Stored data:
[Start of Attachment]

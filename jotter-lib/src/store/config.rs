use std::{
    fs, io,
    path::{Path, PathBuf},
    sync::Arc,
};

use parking_lot::RwLock;
use serde::{Deserialize, Serialize};
use thiserror::Error;
use tracing::debug;

use crate::fs::{config_dir, state_dir};

const CURRENT_CONFIG_VERSION: u16 = 1;
const FILE_NAME: &str = "jotter.toml";
const DATABASE_FILE_NAME: &str = "notes.db";

/// Default cap on how many `NoteN` titles are probed when auto-creating a note.
pub const DEFAULT_MAX_TITLE_PROBES: u32 = 10_000;

/// Handle to the core configuration
pub type Cfg = Arc<RwLock<CoreConfig>>;

#[derive(Debug, Error)]
pub enum Error {
    #[error("Could not access the configuration file: {0}")]
    Io(#[from] io::Error),
    #[error("Malformed configuration file: {0}")]
    Decode(#[from] toml::de::Error),
    #[error("Could not serialize the configuration: {0}")]
    Encode(#[from] toml::ser::Error),
    #[error("Unsupported configuration version {found}, expected {expected}")]
    Version { found: u16, expected: u16 },
}

/// The core configuration, serialized to TOML.
#[derive(Debug, Clone, PartialEq, Serialize, Deserialize)]
#[serde(default)]
pub struct CoreConfig {
    version: u16,
    /// Overrides the location of the note database.
    database_path: Option<PathBuf>,
    /// Upper bound on the `Note1`, `Note2`, ... probe sequence.
    max_title_probes: u32,
}

impl CoreConfig {
    /// Load the configuration from the user's config directory, writing the defaults there if
    /// no file exists yet.
    pub fn load() -> Result<Self, Error> {
        Self::load_from(&config_dir()?.join(FILE_NAME))
    }

    pub fn save(&self) -> Result<(), Error> {
        self.save_to(&config_dir()?.join(FILE_NAME))
    }

    /// Load the configuration file at `path`, creating it with the defaults if it is missing.
    pub fn load_from(path: &Path) -> Result<Self, Error> {
        if !path.exists() {
            let cfg = Self::default();
            cfg.save_to(path)?;
            debug!("Wrote default configuration to {}", path.display());
            return Ok(cfg);
        }

        let contents = fs::read_to_string(path)?;
        let cfg: Self = toml::from_str(&contents)?;

        if cfg.version != CURRENT_CONFIG_VERSION {
            return Err(Error::Version {
                found: cfg.version,
                expected: CURRENT_CONFIG_VERSION,
            });
        }

        debug!("Loaded configuration from {}", path.display());

        Ok(cfg)
    }

    pub fn save_to(&self, path: &Path) -> Result<(), Error> {
        let contents = toml::to_string_pretty(self)?;

        if let Some(parent) = path.parent() {
            fs::create_dir_all(parent)?;
        }
        fs::write(path, contents)?;

        Ok(())
    }

    /// Where the note database lives, falling back to the XDG state directory.
    pub fn database_path(&self) -> Result<PathBuf, Error> {
        match &self.database_path {
            Some(path) => Ok(path.clone()),
            None => Ok(state_dir()?.join(DATABASE_FILE_NAME)),
        }
    }

    pub fn set_database_path(&mut self, path: impl Into<PathBuf>) {
        self.database_path = Some(path.into());
    }

    pub fn max_title_probes(&self) -> u32 {
        self.max_title_probes
    }

    pub fn set_max_title_probes(&mut self, probes: u32) {
        self.max_title_probes = probes;
    }

    /// A configuration that never touches the filesystem, for tests.
    #[cfg(test)]
    pub(crate) fn mock() -> Self {
        Self::default()
    }
}

impl Default for CoreConfig {
    fn default() -> Self {
        Self {
            version: CURRENT_CONFIG_VERSION,
            database_path: None,
            max_title_probes: DEFAULT_MAX_TITLE_PROBES,
        }
    }
}

#[cfg(test)]
mod test {
    use tempfile::TempDir;

    use super::*;

    #[test]
    fn test_load_writes_defaults_on_first_run() {
        let dir = TempDir::new().unwrap();
        let path = dir.path().join("jotter").join(FILE_NAME);

        let cfg = CoreConfig::load_from(&path).unwrap();

        assert_eq!(cfg, CoreConfig::default());
        assert!(path.exists());

        let written: CoreConfig = toml::from_str(&fs::read_to_string(&path).unwrap()).unwrap();
        assert_eq!(written, CoreConfig::default());
    }

    #[test]
    fn test_saved_changes_are_loaded_back() {
        let dir = TempDir::new().unwrap();
        let path = dir.path().join(FILE_NAME);

        let mut cfg = CoreConfig::load_from(&path).unwrap();
        cfg.set_max_title_probes(7);
        cfg.set_database_path(dir.path().join("elsewhere.db"));
        cfg.save_to(&path).unwrap();

        assert_eq!(CoreConfig::load_from(&path).unwrap(), cfg);
    }

    #[test]
    fn test_unknown_version_is_refused() {
        let dir = TempDir::new().unwrap();
        let path = dir.path().join(FILE_NAME);
        fs::write(&path, "version = 9\n").unwrap();

        assert!(matches!(
            CoreConfig::load_from(&path),
            Err(Error::Version {
                found: 9,
                expected: CURRENT_CONFIG_VERSION
            })
        ));
    }

    #[test]
    fn test_missing_keys_fall_back_to_defaults() {
        let cfg: CoreConfig = toml::from_str("max_title_probes = 3").unwrap();

        assert_eq!(cfg.max_title_probes(), 3);
        assert_eq!(cfg.version, CURRENT_CONFIG_VERSION);
        assert!(cfg.database_path.is_none());
    }

    #[test]
    fn test_database_path_override() {
        let mut cfg = CoreConfig::mock();
        cfg.set_database_path("/tmp/jotter-test/notes.db");

        assert_eq!(
            cfg.database_path().unwrap(),
            PathBuf::from("/tmp/jotter-test/notes.db")
        );
    }

    #[test]
    fn test_serialized_form_is_readable() {
        let mut cfg = CoreConfig::mock();
        cfg.set_max_title_probes(42);

        let contents = toml::to_string_pretty(&cfg).unwrap();
        let parsed: CoreConfig = toml::from_str(&contents).unwrap();

        assert_eq!(parsed, cfg);
    }
}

[End of Attachment]

Every line with "derive" in it should be copied from the entries above.

#[derive(Debug, Error)]
#[derive(Debug, Clone, PartialEq, Serialize, Deserialize)]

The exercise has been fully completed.